Your goal.
Repeat only the lines below from the one containing "filename src/shared/error.rs" through the one containing "use crate::domain::rpc::Status;", inclusive, exactly as written.

[Items from a dataset]
——
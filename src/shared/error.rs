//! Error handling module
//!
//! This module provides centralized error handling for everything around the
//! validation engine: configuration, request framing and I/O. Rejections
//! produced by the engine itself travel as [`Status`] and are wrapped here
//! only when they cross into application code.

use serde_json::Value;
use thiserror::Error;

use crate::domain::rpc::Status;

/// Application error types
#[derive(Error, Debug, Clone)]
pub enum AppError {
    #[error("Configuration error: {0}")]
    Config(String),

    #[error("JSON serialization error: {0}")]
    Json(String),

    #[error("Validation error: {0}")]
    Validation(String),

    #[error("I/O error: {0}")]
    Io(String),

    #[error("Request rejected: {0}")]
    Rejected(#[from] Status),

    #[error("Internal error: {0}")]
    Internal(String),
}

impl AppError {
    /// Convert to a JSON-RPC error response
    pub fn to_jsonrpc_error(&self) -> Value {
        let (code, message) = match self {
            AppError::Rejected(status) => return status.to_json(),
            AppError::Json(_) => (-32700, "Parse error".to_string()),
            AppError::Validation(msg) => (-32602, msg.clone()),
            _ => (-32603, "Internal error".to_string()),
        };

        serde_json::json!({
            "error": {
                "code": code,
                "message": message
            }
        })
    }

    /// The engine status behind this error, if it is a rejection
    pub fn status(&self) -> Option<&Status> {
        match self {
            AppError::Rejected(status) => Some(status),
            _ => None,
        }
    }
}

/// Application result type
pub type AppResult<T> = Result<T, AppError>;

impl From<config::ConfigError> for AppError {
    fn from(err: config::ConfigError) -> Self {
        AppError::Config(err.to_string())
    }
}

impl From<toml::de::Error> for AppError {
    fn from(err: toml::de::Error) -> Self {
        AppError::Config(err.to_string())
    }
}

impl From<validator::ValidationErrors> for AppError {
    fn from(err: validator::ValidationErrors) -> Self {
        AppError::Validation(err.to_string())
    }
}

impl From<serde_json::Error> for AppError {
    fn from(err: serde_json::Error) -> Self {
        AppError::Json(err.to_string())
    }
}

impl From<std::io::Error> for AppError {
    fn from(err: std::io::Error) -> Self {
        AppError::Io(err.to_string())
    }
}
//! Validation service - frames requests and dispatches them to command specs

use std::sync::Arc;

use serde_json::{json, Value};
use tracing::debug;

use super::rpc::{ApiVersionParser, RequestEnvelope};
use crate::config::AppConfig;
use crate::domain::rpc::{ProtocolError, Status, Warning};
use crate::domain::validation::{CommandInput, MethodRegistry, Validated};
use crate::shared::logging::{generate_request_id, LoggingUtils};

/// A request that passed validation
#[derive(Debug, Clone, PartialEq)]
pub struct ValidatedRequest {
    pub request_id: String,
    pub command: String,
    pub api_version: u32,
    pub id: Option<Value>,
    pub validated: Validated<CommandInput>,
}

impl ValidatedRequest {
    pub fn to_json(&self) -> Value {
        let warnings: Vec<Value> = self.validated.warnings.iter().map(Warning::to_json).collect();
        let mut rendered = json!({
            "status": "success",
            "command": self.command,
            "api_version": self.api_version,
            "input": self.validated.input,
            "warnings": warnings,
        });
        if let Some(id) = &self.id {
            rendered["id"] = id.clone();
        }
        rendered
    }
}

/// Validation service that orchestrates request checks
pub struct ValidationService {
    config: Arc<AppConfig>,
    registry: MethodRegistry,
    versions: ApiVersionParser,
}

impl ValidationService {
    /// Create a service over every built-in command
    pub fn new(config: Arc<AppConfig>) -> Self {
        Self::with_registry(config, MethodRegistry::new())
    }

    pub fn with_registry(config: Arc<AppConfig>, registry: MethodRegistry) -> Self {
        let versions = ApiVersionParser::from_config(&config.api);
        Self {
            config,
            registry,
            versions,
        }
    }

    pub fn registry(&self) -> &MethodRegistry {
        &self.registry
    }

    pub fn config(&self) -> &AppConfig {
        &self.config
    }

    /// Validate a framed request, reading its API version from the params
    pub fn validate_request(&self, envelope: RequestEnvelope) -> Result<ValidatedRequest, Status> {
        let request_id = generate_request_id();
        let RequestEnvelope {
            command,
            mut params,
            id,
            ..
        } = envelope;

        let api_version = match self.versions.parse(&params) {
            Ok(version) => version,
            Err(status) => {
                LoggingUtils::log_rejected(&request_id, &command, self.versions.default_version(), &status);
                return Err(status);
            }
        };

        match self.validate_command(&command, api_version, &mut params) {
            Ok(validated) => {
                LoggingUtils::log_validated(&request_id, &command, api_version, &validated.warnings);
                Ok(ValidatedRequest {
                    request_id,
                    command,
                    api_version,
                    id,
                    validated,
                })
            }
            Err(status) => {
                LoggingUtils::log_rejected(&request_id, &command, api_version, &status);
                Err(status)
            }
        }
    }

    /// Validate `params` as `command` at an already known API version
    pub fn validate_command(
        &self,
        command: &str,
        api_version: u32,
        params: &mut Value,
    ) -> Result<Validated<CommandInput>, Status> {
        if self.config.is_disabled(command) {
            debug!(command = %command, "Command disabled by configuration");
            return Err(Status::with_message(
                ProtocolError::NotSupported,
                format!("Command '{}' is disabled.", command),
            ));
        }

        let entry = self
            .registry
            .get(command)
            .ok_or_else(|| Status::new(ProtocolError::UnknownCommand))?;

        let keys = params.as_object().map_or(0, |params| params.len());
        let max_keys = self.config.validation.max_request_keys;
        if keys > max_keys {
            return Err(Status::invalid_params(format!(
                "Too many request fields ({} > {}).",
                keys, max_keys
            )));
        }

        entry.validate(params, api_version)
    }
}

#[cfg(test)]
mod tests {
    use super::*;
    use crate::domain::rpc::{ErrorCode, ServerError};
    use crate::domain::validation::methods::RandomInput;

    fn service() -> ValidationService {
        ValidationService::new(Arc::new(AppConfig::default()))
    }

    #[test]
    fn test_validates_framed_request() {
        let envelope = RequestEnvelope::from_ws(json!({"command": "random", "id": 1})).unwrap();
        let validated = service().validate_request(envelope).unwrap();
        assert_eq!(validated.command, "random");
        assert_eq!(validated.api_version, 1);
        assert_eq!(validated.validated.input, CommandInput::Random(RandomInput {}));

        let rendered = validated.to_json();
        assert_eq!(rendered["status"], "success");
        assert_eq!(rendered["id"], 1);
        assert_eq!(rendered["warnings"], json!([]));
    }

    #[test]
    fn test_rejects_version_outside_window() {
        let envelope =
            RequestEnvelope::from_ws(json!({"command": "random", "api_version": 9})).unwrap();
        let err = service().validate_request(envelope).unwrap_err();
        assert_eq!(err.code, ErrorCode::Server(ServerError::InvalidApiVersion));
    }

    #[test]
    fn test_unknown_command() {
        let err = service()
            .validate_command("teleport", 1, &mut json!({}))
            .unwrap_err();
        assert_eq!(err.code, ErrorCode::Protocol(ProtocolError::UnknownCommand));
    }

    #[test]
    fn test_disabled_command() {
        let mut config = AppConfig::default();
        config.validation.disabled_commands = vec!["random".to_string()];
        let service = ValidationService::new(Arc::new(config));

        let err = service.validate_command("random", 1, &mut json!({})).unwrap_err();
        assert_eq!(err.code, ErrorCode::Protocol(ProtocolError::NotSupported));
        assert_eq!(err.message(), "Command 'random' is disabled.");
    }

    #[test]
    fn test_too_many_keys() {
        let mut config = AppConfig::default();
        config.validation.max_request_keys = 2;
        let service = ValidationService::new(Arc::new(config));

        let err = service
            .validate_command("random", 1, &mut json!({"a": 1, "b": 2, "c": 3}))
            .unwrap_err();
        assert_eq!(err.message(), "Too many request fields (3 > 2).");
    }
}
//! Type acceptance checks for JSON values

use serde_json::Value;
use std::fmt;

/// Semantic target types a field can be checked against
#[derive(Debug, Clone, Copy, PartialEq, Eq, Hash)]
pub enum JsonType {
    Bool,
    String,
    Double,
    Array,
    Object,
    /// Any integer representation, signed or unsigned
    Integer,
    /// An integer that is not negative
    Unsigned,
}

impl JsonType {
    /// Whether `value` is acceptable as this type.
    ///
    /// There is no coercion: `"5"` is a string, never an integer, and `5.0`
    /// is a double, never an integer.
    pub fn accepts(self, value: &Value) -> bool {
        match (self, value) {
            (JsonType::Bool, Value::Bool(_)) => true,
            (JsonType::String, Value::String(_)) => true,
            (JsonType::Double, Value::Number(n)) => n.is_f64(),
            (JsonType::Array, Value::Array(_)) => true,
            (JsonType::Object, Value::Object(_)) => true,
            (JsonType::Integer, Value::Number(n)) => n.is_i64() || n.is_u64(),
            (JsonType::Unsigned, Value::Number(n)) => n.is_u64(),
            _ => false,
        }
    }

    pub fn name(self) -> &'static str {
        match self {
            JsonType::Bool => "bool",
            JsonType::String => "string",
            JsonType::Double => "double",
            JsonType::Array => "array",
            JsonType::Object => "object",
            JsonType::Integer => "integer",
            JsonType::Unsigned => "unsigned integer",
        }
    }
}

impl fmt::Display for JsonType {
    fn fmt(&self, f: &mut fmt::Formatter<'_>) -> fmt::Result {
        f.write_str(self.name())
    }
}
——
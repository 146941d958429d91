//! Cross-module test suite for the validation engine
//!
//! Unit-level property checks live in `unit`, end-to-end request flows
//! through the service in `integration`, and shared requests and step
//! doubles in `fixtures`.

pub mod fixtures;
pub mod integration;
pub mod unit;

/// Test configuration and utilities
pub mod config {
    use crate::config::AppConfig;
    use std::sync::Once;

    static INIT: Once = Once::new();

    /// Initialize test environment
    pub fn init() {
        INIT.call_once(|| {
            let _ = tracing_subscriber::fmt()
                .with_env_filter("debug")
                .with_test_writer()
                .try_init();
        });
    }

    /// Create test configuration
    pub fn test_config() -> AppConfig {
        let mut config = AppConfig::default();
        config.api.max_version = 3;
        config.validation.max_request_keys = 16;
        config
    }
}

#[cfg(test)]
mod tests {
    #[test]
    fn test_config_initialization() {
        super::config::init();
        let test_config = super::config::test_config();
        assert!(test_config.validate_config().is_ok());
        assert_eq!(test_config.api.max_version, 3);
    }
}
——
Answer to the exercise.
filename src/shared/error.rs
//! Error handling module
//!
//! This module provides centralized error handling for everything around the
//! validation engine: configuration, request framing and I/O. Rejections
//! produced by the engine itself travel as [`Status`] and are wrapped here
//! only when they cross into application code.

use serde_json::Value;
use thiserror::Error;

use crate::domain::rpc::Status;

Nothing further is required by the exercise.